Signed-off-by: Harshit Agarwal <harshit(a)nutanix.com>
Cc: stable(a)vger.kernel.org
---
Changes in v2:
- As per Juri's suggestion, moved the check inside find_lock_later_rq
similar to rt change. Here we distinguish among the push_dl_task
caller vs dl_task_offline_migration by checking if the task is
throttled or not.
- Fixed the commit message to refer to the rt change by title.
- Link to v1:
https://lore.kernel.org/lkml/20250307204255.60640-1-harshit@nutanix.com/
---
kernel/sched/deadline.c | 66 ++++++++++++++++++++++++++---------------
1 file changed, 42 insertions(+), 24 deletions(-)

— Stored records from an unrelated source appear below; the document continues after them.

//! A live actor and its per-substep force pipeline.
//!
//! # Architecture
//!
//! ```text
//!   prepare (hooks, rope ends)
//!      │
//!      ▼
//!   nodes: ground contact ─► Euler ─► gravity, drag, water ─► blow-up check
//!      │
//!      ▼
//!   cab buoyancy ─► drivetrain ─► wheels ─► stabiliser ─► hydros ─► commands
//!      │
//!      ▼
//!   ties ─► engine ─► mouse grab ─► beams (+ triggers) ─► cab self-collision
//!      │
//!      ▼
//!   slidenodes ─► force feedback
//! ```
//!
//! Every step reads and writes only this actor's arrays. Whatever spans two
//! actors (inter-actor beams, foreign rails, foreign cab contact, rope ends
//! held by another actor) is left to the manager, which runs it between
//! substeps.

use rand::rngs::StdRng;
use rand::{Rng, SeedableRng};
use sim_truck::document::records::{DiffType, EngineTriggerFunction};
use sim_types::constants::{BLOWUP_SPEED, DEFAULT_DRAG, DEFAULT_WATERDRAG, RAD_PER_SEC_TO_RPM};
use sim_types::{
    Aabb, ActorId, Blinker, InputEvent, ModulationSource, SimConfig, SoundSink, SoundState,
    SoundTrigger, TerrainQuery, Vec3,
};
use tracing::{debug, trace, warn};

use crate::animator::{AnimatorFrame, AnimatorMemory, EngineFrame};
use crate::beam::{Beam, BoundedKind, Extension};
use crate::collision::{
    buoyancy, ground_collisions, intra_actor_collisions, CabTriangle, CollisionRate, GroundModel,
    PointGrid, PointRef,
};
use crate::command::{
    update_commands, update_hydros, CommandKey, HydraulicSupply, Hydro, HydroInputs, Rotator,
};
use crate::differential::Drivetrain;
use crate::engine::{Engine, EngineFeedback, GearboxMode};
use crate::links::{
    toggle_hooks, toggle_ropes, toggle_ties, update_hooks, update_ties, Hook, HookAction,
    LockCandidates, LockWorld, Ropable, RopableSlot, Rope, Tie,
};
use crate::mass::{recalculate_node_masses, MassSpec};
use crate::net::{self, ActorStreamUpdate, Dashboard, StreamBuffer, VehicleState};
use crate::node::Node;
use crate::replay::Replay;
use crate::shock::{Shock, ShockRole, Stabilizer};
use crate::slidenode::{toggle_slidenode_lock, update_local_slidenodes, Rail, SlideNode};
use crate::trigger::{self, Trigger, TriggerEffect};
use crate::wheel::{update_wheels, Brakes, DrivingAids, Wheel, WheelControls};

/// Blinker half-period in seconds.
const BLINK_PERIOD: f64 = 0.5;
/// Speedometer full scale when the document sets none (m/s).
const DEFAULT_SPEEDO_MAX: f64 = 140.0 / 3.6;
/// Standard gravity for g-force readouts.
const STANDARD_G: f64 = 9.81;

// ==================== State ====================

/// Simulation state of an actor.
#[derive(Debug, Clone, Copy, PartialEq, Eq, Default)]
pub enum ActorState {
    /// Integrated every substep.
    LocalSimulated,
    /// Parked until something wakes it.
    #[default]
    LocalSleeping,
    /// Driven by a remote stream, never integrated.
    NetworkedOk,
    /// Deleted; waiting for removal at the next batch boundary.
    Disposed,
}

/// Kinds of reset queued for the next batch boundary.
#[derive(Debug, Clone, Copy, PartialEq, Eq)]
pub enum ResetKind {
    /// Back to the spawn pose, every beam mended.
    Repair,
    /// Stop in place and lift clear of the ground, keeping damage.
    SoftRespawn,
    /// A node blew up; same as a repair.
    BlowUp,
}

/// Link toggles that need a snapshot of the other actors.
#[derive(Debug, Clone, Copy, PartialEq, Eq)]
pub enum LinkRequest {
    /// Hook toggle for a group.
    Hooks {
        /// Hook group, -1 for all.
        group: i32,
        /// What to do.
        action: HookAction,
    },
    /// Tie or untie.
    Ties {
        /// Tie group, -1 for all.
        group: i32,
    },
    /// Lock or release ropes.
    Ropes {
        /// Rope group, -1 for all.
        group: i32,
    },
    /// Attach or detach slidenodes.
    SlideNodes,
}

// ==================== Parts ====================

/// A `cameras` line resolved to node indices.
#[derive(Debug, Clone, Copy, PartialEq, Eq)]
pub struct Camera {
    /// Center node.
    pub center: usize,
    /// Back node.
    pub back: usize,
    /// Left node.
    pub left: usize,
    /// The left node sits on the right side.
    pub roll_inverted: bool,
}

impl Camera {
    fn pos(nodes: &[Node], i: usize) -> Vec3 {
        nodes.get(i).map_or_else(Vec3::zeros, |n| n.position)
    }

    /// Unit forward direction.
    #[must_use]
    pub fn direction(&self, nodes: &[Node]) -> Vec3 {
        (Self::pos(nodes, self.center) - Self::pos(nodes, self.back))
            .try_normalize(f64::EPSILON)
            .unwrap_or_else(Vec3::zeros)
    }

    /// Unit vector from the left node to the center node.
    #[must_use]
    pub fn roll_vector(&self, nodes: &[Node]) -> Vec3 {
        let v = Self::pos(nodes, self.center) - Self::pos(nodes, self.left);
        let v = v.try_normalize(f64::EPSILON).unwrap_or_else(Vec3::zeros);
        if self.roll_inverted {
            -v
        } else {
            v
        }
    }

    /// Roll angle of the chassis in radians.
    #[must_use]
    pub fn roll(&self, nodes: &[Node]) -> f64 {
        let v = Self::pos(nodes, self.center) - Self::pos(nodes, self.left);
        let v = v.try_normalize(f64::EPSILON).unwrap_or_else(Vec3::zeros);
        v.y.clamp(-1.0, 1.0).asin()
    }
}

/// Driver inputs that are not owned by the engine.
#[derive(Debug, Clone, Copy, PartialEq, Default)]
pub struct Controls {
    /// Accelerator pedal [0, 1].
    pub accelerator: f64,
    /// Brake pedal [0, 1].
    pub brake: f64,
    /// Steering [-1, 1].
    pub steering: f64,
    /// Parking brake engaged.
    pub parking_brake: bool,
    /// Horn held.
    pub horn: bool,
}

/// User grab of a node.
#[derive(Debug, Clone, Copy, PartialEq)]
pub struct MouseGrab {
    /// Grabbed node.
    pub node: usize,
    /// Point the node is pulled towards.
    pub target: Vec3,
    /// Force per metre of distance.
    pub force: f64,
}

/// Derived per-frame figures.
#[derive(Debug, Clone, Copy, PartialEq, Default)]
pub struct ActorMetrics {
    /// Mean node position.
    pub avg_position: Vec3,
    /// Smoothed mean node velocity.
    pub avg_velocity: Vec3,
    /// Highest speed seen (m/s).
    pub top_speed: f64,
    /// Distance covered by the driven wheels (m).
    pub odometer: f64,
    /// Acceleration in g: longitudinal, vertical, lateral.
    pub g_forces: Vec3,
    /// Cinecam node forces summed since the last read.
    pub ffb_force: Vec3,
    /// Hydro stress summed since the last read.
    pub ffb_hydro: f64,
    /// Substeps folded into the force-feedback sums.
    pub ffb_samples: u32,
}

/// Per-substep inputs shared by every actor of a batch.
#[derive(Clone, Copy)]
pub struct StepContext<'a> {
    /// Simulation settings.
    pub config: &'a SimConfig,
    /// Ground and water.
    pub terrain: &'a dyn TerrainQuery,
    /// Audio.
    pub sound: &'a dyn SoundSink,
    /// Last substep of a rendered frame.
    pub do_update: bool,
    /// Seconds covered by one rendered frame.
    pub frame_dt: f64,
    /// Actor driven by the local player.
    pub player: Option<ActorId>,
}

impl std::fmt::Debug for StepContext<'_> {
    fn fmt(&self, f: &mut std::fmt::Formatter<'_>) -> std::fmt::Result {
        f.debug_struct("StepContext")
            .field("do_update", &self.do_update)
            .field("frame_dt", &self.frame_dt)
            .field("player", &self.player)
            .finish_non_exhaustive()
    }
}

// ==================== Actor ====================

/// One simulated vehicle or machine.
///
/// Arrays are indexed by the typed indices of [`sim_types`]; every index
/// stays valid for the actor's lifetime.
#[derive(Debug, Clone)]
#[allow(clippy::struct_excessive_bools)]
pub struct Actor {
    /// Instance id.
    pub id: ActorId,
    /// Document name.
    pub name: String,
    /// Sectionconfig selected at spawn.
    pub sectionconfig: Option<String>,
    /// Simulation state.
    pub state: ActorState,
    /// Pause toggle.
    pub paused: bool,

    /// Point masses.
    pub nodes: Vec<Node>,
    /// Spring-dampers.
    pub beams: Vec<Beam>,
    /// Shock parameters, indexed by `Beam::aux`.
    pub shocks: Vec<Shock>,
    /// Hydros and animators.
    pub hydros: Vec<Hydro>,
    /// Command keys, index 0 unused.
    pub command_keys: Vec<CommandKey>,
    /// Rotators.
    pub rotators: Vec<Rotator>,
    /// Triggers, indexed by `Beam::aux`.
    pub triggers: Vec<Trigger>,
    /// Wheels.
    pub wheels: Vec<Wheel>,
    /// Hooks.
    pub hooks: Vec<Hook>,
    /// Ties.
    pub ties: Vec<Tie>,
    /// Ropes.
    pub ropes: Vec<Rope>,
    /// Ropables.
    pub ropables: Vec<Ropable>,
    /// Rails.
    pub rails: Vec<Rail>,
    /// Slidenodes.
    pub slidenodes: Vec<SlideNode>,
    /// Slidenodes are attached.
    pub slidenodes_locked: bool,
    /// Cab triangles.
    pub cabs: Vec<CabTriangle>,
    /// Cameras.
    pub cameras: Vec<Camera>,
    /// Cinecam nodes.
    pub cinecam_nodes: Vec<usize>,

    /// Engine and gearbox.
    pub engine: Option<Engine>,
    /// Differentials and transfer case.
    pub drivetrain: Drivetrain,
    /// Brake forces.
    pub brakes: Brakes,
    /// Traction control and anti-lock brakes.
    pub aids: DrivingAids,
    /// Speed limiter (m/s).
    pub speed_limit: Option<f64>,
    /// Active shock levelling.
    pub stabilizer: Stabilizer,
    /// Hydro input states.
    pub hydro_inputs: HydroInputs,
    /// Driver inputs.
    pub controls: Controls,
    /// Light mask, see [`net::light`].
    pub lights: u32,
    /// Blinker selection.
    pub blinker: Blinker,
    /// Player commands are passed on to linked actors.
    pub forward_commands: bool,
    /// Accepts commands forwarded by a linked actor.
    pub import_commands: bool,
    /// Speedometer full scale (m/s).
    pub speedo_max: f64,

    /// Mass distribution inputs.
    pub mass_spec: MassSpec,
    /// Current total mass.
    pub total_mass: f64,
    /// Total mass at spawn.
    pub initial_total_mass: f64,
    /// Node masses at spawn.
    pub initial_node_masses: Vec<f64>,
    /// Node bounding box.
    pub bounds: Aabb,
    /// Cab collision range.
    pub collision_range: f64,
    /// Ground friction model.
    pub ground_model: GroundModel,

    /// Average driven-wheel speed (m/s).
    pub wheel_speed: f64,
    /// Average driven-wheel spin (rad/s).
    pub wheel_spin: f64,
    /// Simulated seconds.
    pub sim_time: f64,
    /// Derived figures.
    pub metrics: ActorMetrics,
    /// Replay ring.
    pub replay: Option<Replay>,
    /// User grab.
    pub mouse_grab: Option<MouseGrab>,

    pub(crate) pending_reset: Option<ResetKind>,
    pub(crate) pending_links: Vec<LinkRequest>,
    pub(crate) links_changed: bool,
    pub(crate) sleep_timer: f64,
    pub(crate) node_beams: Vec<Vec<usize>>,
    pub(crate) neighbours: Vec<Vec<usize>>,
    pub(crate) cab_nodes: Vec<bool>,
    pub(crate) intra_rates: Vec<CollisionRate>,
    pub(crate) inter_rates: Vec<CollisionRate>,
    pub(crate) grid: PointGrid,
    pub(crate) animator_memory: AnimatorMemory,
    pub(crate) aid_sounds: (bool, bool),
    pub(crate) blink_timer: f64,
    pub(crate) blink_lit: bool,
    pub(crate) stream: StreamBuffer,
    pub(crate) net_compression: f64,
    pub(crate) rng: StdRng,
}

diff --git a/kernel/sched/deadline.c b/kernel/sched/deadline.c
index 38e4537790af..2366801b4557 100644
--- a/kernel/sched/deadline.c
+++ b/kernel/sched/deadline.c
@@ -2621,6 +2621,25 @@ static int find_later_rq(struct task_struct *task)
return -1;
}
+static struct task_struct *pick_next_pushable_dl_task(struct rq *rq)
+{
+ struct task_struct *p;
+
+ if (!has_pushable_dl_tasks(rq))
+ return NULL;
+
+ p = __node_2_pdl(rb_first_cached(&rq->dl.pushable_dl_tasks_root));
+
+ WARN_ON_ONCE(rq->cpu != task_cpu(p));
+ WARN_ON_ONCE(task_current(rq, p));
+ WARN_ON_ONCE(p->nr_cpus_allowed <= 1);
+
+ WARN_ON_ONCE(!task_on_rq_queued(p));
+ WARN_ON_ONCE(!dl_task(p));
+
+ return p;
+}
+
/* Locks the rq it finds */
static struct rq *find_lock_later_rq(struct task_struct *task, struct rq *rq)
{
@@ -2648,12 +2667,30 @@ static struct rq *find_lock_later_rq(struct task_struct *task, struct rq *rq)

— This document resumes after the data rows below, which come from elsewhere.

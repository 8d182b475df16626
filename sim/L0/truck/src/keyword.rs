//! Keyword table of the actor document format.
//!
//! A line is classified by its first token, matched case-insensitively
//! against the closed keyword set. Keywords fall into four kinds: sections
//! (change the current section), directives (act in place), the
//! `section`/`end_section` pair, and ignored legacy keywords.

use std::fmt;

#[cfg(feature = "serde")]
use serde::{Deserialize, Serialize};

/// How a keyword affects the parser state.
#[derive(Debug, Clone, Copy, PartialEq, Eq)]
pub enum KeywordKind {
    /// Opens a section; following data lines belong to it.
    Section,
    /// Takes effect on its own line, current section unchanged.
    Directive,
    /// `section` / `end_section`.
    Segment,
    /// Consumed without effect.
    Ignored,
}

macro_rules! keywords {
    ($( $variant:ident => $text:literal, $kind:ident; )*) => {
        /// Every keyword of the format.
        #[derive(Debug, Clone, Copy, PartialEq, Eq, Hash, PartialOrd, Ord)]
        #[cfg_attr(feature = "serde", derive(Serialize, Deserialize))]
        pub enum Keyword {
            $(
                #[doc = concat!("`", $text, "`")]
                $variant,
            )*
        }

        impl Keyword {
            /// All keywords in declaration order.
            pub const ALL: &'static [Keyword] = &[$(Keyword::$variant,)*];

            /// Canonical spelling.
            #[must_use]
            pub const fn as_str(self) -> &'static str {
                match self {
                    $(Keyword::$variant => $text,)*
                }
            }

            /// Section, directive, segment or ignored.
            #[must_use]
            pub const fn kind(self) -> KeywordKind {
                match self {
                    $(Keyword::$variant => KeywordKind::$kind,)*
                }
            }
        }
    };
}

keywords! {
    // Sections
    Nodes => "nodes", Section;
    Nodes2 => "nodes2", Section;
    Beams => "beams", Section;
    Shocks => "shocks", Section;
    Shocks2 => "shocks2", Section;
    Shocks3 => "shocks3", Section;
    Hydros => "hydros", Section;
    Commands => "commands", Section;
    Commands2 => "commands2", Section;
    Animators => "animators", Section;
    Triggers => "triggers", Section;
    Rotators => "rotators", Section;
    Rotators2 => "rotators2", Section;
    Hooks => "hooks", Section;
    Ties => "ties", Section;
    Ropes => "ropes", Section;
    Ropables => "ropables", Section;
    Railgroups => "railgroups", Section;
    Slidenodes => "slidenodes", Section;
    Wheels => "wheels", Section;
    Wheels2 => "wheels2", Section;
    Meshwheels => "meshwheels", Section;
    Meshwheels2 => "meshwheels2", Section;
    Flexbodywheels => "flexbodywheels", Section;
    Wheeldetachers => "wheeldetachers", Section;
    Cinecam => "cinecam", Section;
    Cameras => "cameras", Section;
    Camerarail => "camerarail", Section;
    Engine => "engine", Section;
    Engoption => "engoption", Section;
    Engturbo => "engturbo", Section;
    Torquecurve => "torquecurve", Section;
    Airbrakes => "airbrakes", Section;
    Wings => "wings", Section;
    Turbojets => "turbojets", Section;
    Turboprops => "turboprops", Section;
    Turboprops2 => "turboprops2", Section;
    Pistonprops => "pistonprops", Section;
    Screwprops => "screwprops", Section;
    Fusedrag => "fusedrag", Section;
    Brakes => "brakes", Section;
    Axles => "axles", Section;
    Interaxles => "interaxles", Section;
    TransferCase => "transfer_case", Section;
    Collisionboxes => "collisionboxes", Section;
    Contacters => "contacters", Section;
    Fixes => "fixes", Section;
    Minimass => "minimass", Section;
    Nodecollision => "nodecollision", Section;
    Exhausts => "exhausts", Section;
    Particles => "particles", Section;
    Props => "props", Section;
    Flares => "flares", Section;
    Flares2 => "flares2", Section;
    Flexbodies => "flexbodies", Section;
    Cab => "cab", Section;
    Texcoords => "texcoords", Section;
    Submesh => "submesh", Section;
    Managedmaterials => "managedmaterials", Section;
    Materialflarebindings => "materialflarebindings", Section;
    Guisettings => "guisettings", Section;
    Help => "help", Section;
    Lockgroups => "lockgroups", Section;
    Soundsources => "soundsources", Section;
    Soundsources2 => "soundsources2", Section;
    Videocamera => "videocamera", Section;
    Globals => "globals", Section;
    End => "end", Section;
    // Directives
    AddAnimation => "add_animation", Directive;
    AntiLockBrakes => "AntiLockBrakes", Directive;
    Author => "author", Directive;
    Backmesh => "backmesh", Directive;
    Cruisecontrol => "cruisecontrol", Directive;
    DetacherGroup => "detacher_group", Directive;
    Disabledefaultsounds => "disabledefaultsounds", Directive;
    EnableAdvancedDeformation => "enable_advanced_deformation", Directive;
    Extcamera => "extcamera", Directive;
    Fileformatversion => "fileformatversion", Directive;
    Fileinfo => "fileinfo", Directive;
    Forset => "forset", Directive;
    FlexbodyCameraMode => "flexbody_camera_mode", Directive;
    Forwardcommands => "forwardcommands", Directive;
    Guid => "guid", Directive;
    HideInChooser => "hide_in_chooser", Directive;
    Importcommands => "importcommands", Directive;
    LockgroupDefaultNolock => "lockgroup_default_nolock", Directive;
    PropCameraMode => "prop_camera_mode", Directive;
    Rescuer => "rescuer", Directive;
    Rollon => "rollon", Directive;
    Sectionconfig => "sectionconfig", Directive;
    SetBeamDefaults => "set_beam_defaults", Directive;
    SetBeamDefaultsScale => "set_beam_defaults_scale", Directive;
    SetCollisionRange => "set_collision_range", Directive;
    SetDefaultMinimass => "set_default_minimass", Directive;
    SetInertiaDefaults => "set_inertia_defaults", Directive;
    SetManagedmaterialsOptions => "set_managedmaterials_options", Directive;
    SetNodeDefaults => "set_node_defaults", Directive;
    SetSkeletonSettings => "set_skeleton_settings", Directive;
    SlidenodeConnectInstant => "slidenode_connect_instant", Directive;
    Slopebrake => "slopebrake", Directive;
    Speedlimiter => "speedlimiter", Directive;
    SubmeshGroundmodel => "submesh_groundmodel", Directive;
    TractionControl => "TractionControl", Directive;
    // Segments
    Section => "section", Segment;
    EndSection => "end_section", Segment;
    // Ignored
    Envmap => "envmap", Ignored;
    Hookgroup => "hookgroup", Ignored;
    Rigidifiers => "rigidifiers", Ignored;
}

impl Keyword {
    /// Look up a keyword by its spelling, ignoring ASCII case.
    #[must_use]
    pub fn from_token(token: &str) -> Option<Self> {
        Self::ALL
            .iter()
            .copied()
            .find(|k| k.as_str().eq_ignore_ascii_case(token))
    }

    /// Identify the keyword a line starts with, if any.
    ///
    /// The leading word is the run of ASCII alphanumerics and underscores.
    /// `TractionControl` and `AntiLockBrakes` may be glued to their first
    /// argument without a separator, so they are also matched as prefixes.
    #[must_use]
    pub fn identify(line: &str) -> Option<Self> {
        let word_len = line
            .find(|c: char| !(c.is_ascii_alphanumeric() || c == '_'))
            .unwrap_or(line.len());
        let word = &line[..word_len];
        if word.is_empty() || word.starts_with(|c: char| c.is_ascii_digit()) {
            return None;
        }
        if let Some(k) = Self::from_token(word) {
            return Some(k);
        }
        [Keyword::TractionControl, Keyword::AntiLockBrakes]
            .into_iter()
            .find(|k| {
                let s = k.as_str();
                word.len() > s.len() && word[..s.len()].eq_ignore_ascii_case(s)
            })
    }

    /// Keywords whose records produce nodes, in runtime array order.
    pub const NODE_GENERATORS: [Keyword; 8] = [
        Keyword::Nodes,
        Keyword::Nodes2,
        Keyword::Cinecam,
        Keyword::Wheels,
        Keyword::Wheels2,
        Keyword::Meshwheels,
        Keyword::Meshwheels2,
        Keyword::Flexbodywheels,
    ];
}

impl fmt::Display for Keyword {
    fn fmt(&self, f: &mut fmt::Formatter<'_>) -> fmt::Result {
        f.write_str(self.as_str())
    }
}

#[cfg(test)]
mod tests {
    use super::*;

    #[test]
    fn identify_is_case_insensitive() {
        assert_eq!(Keyword::identify("NODES"), Some(Keyword::Nodes));
        assert_eq!(Keyword::identify("Set_Beam_Defaults 1 2"), Some(Keyword::SetBeamDefaults));
        assert_eq!(Keyword::identify("tractioncontrol 1,2"), Some(Keyword::TractionControl));
    }

    #[test]
    fn whole_word_match_only() {
        assert_eq!(Keyword::identify("nodes2"), Some(Keyword::Nodes2));
        assert_eq!(Keyword::identify("nodesx"), None);
        assert_eq!(Keyword::identify("commands2"), Some(Keyword::Commands2));
    }

    #[test]
    fn data_lines_are_not_keywords() {
        assert_eq!(Keyword::identify("0, 1, 2"), None);
        assert_eq!(Keyword::identify("1 0.0 0.0 0.0"), None);
        assert_eq!(Keyword::identify(""), None);
    }

    #[test]
    fn glued_directive_arguments() {
        assert_eq!(Keyword::identify("TractionControl1000"), Some(Keyword::TractionControl));
        assert_eq!(Keyword::identify("AntiLockBrakes"), Some(Keyword::AntiLockBrakes));
    }

    #[test]
    fn kinds() {
        assert_eq!(Keyword::Beams.kind(), KeywordKind::Section);
        assert_eq!(Keyword::SetNodeDefaults.kind(), KeywordKind::Directive);
        assert_eq!(Keyword::Section.kind(), KeywordKind::Segment);
        assert_eq!(Keyword::Envmap.kind(), KeywordKind::Ignored);
    }
}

/* Retry if something changed. */
if (double_lock_balance(rq, later_rq)) {
- if (unlikely(task_rq(task) != rq ||
+ /*
+ * We had to unlock the run queue. In the meantime,
+ * task could have migrated already or had its affinity
+ * changed.
+ * It is possible the task was scheduled, set
+ * "migrate_disabled" and then got preempted, so we must
+ * check the task migration disable flag here too.
+ * For throttled task (dl_task_offline_migration), we
+ * check if the task is migrated to a different rq or
+ * is not a dl task anymore.
+ * For the non-throttled task (push_dl_task), the check
+ * to ensure that this task is still at the head of the
+ * pushable tasks list is enough.
+ */
+ if (unlikely(is_migration_disabled(task) ||
!cpumask_test_cpu(later_rq->cpu, &task->cpus_mask) ||
- task_on_cpu(rq, task) ||
- !dl_task(task) ||
- is_migration_disabled(task) ||
- !task_on_rq_queued(task))) {
+ (task->dl.dl_throttled &&
+ (task_rq(task) != rq ||
+ task_on_cpu(rq, task) ||
+ !dl_task(task) ||
+ !task_on_rq_queued(task))) ||
+ (!task->dl.dl_throttled &&
+ task != pick_next_pushable_dl_task(rq)))) {
+
double_unlock_balance(rq, later_rq);
later_rq = NULL;
break;
@@ -2676,25 +2713,6 @@ static struct rq *find_lock_later_rq(struct task_struct *task, struct rq *rq)
return later_rq;
}
-static struct task_struct *pick_next_pushable_dl_task(struct rq *rq)
-{
- struct task_struct *p;
-
- if (!has_pushable_dl_tasks(rq))
- return NULL;
-
- p = __node_2_pdl(rb_first_cached(&rq->dl.pushable_dl_tasks_root));
-
- WARN_ON_ONCE(rq->cpu != task_cpu(p));
- WARN_ON_ONCE(task_current(rq, p));
- WARN_ON_ONCE(p->nr_cpus_allowed <= 1);
-
- WARN_ON_ONCE(!task_on_rq_queued(p));
- WARN_ON_ONCE(!dl_task(p));
-
- return p;
-}
-
/*
* See if the non running -deadline tasks on this rq
* can be sent to some other CPU where they can preempt
--
2.39.3
Some peripheral subsystems request IRQ_TYPE_EDGE_BOTH interrupt type and
report request failures on LIOINTC. To avoid such failures we support to
set IRQ_TYPE_EDGE_BOTH type on LIOINTC, by setting LIOINTC_REG_INTC_EDGE
to true and keep LIOINTC_REG_INTC_POL as is.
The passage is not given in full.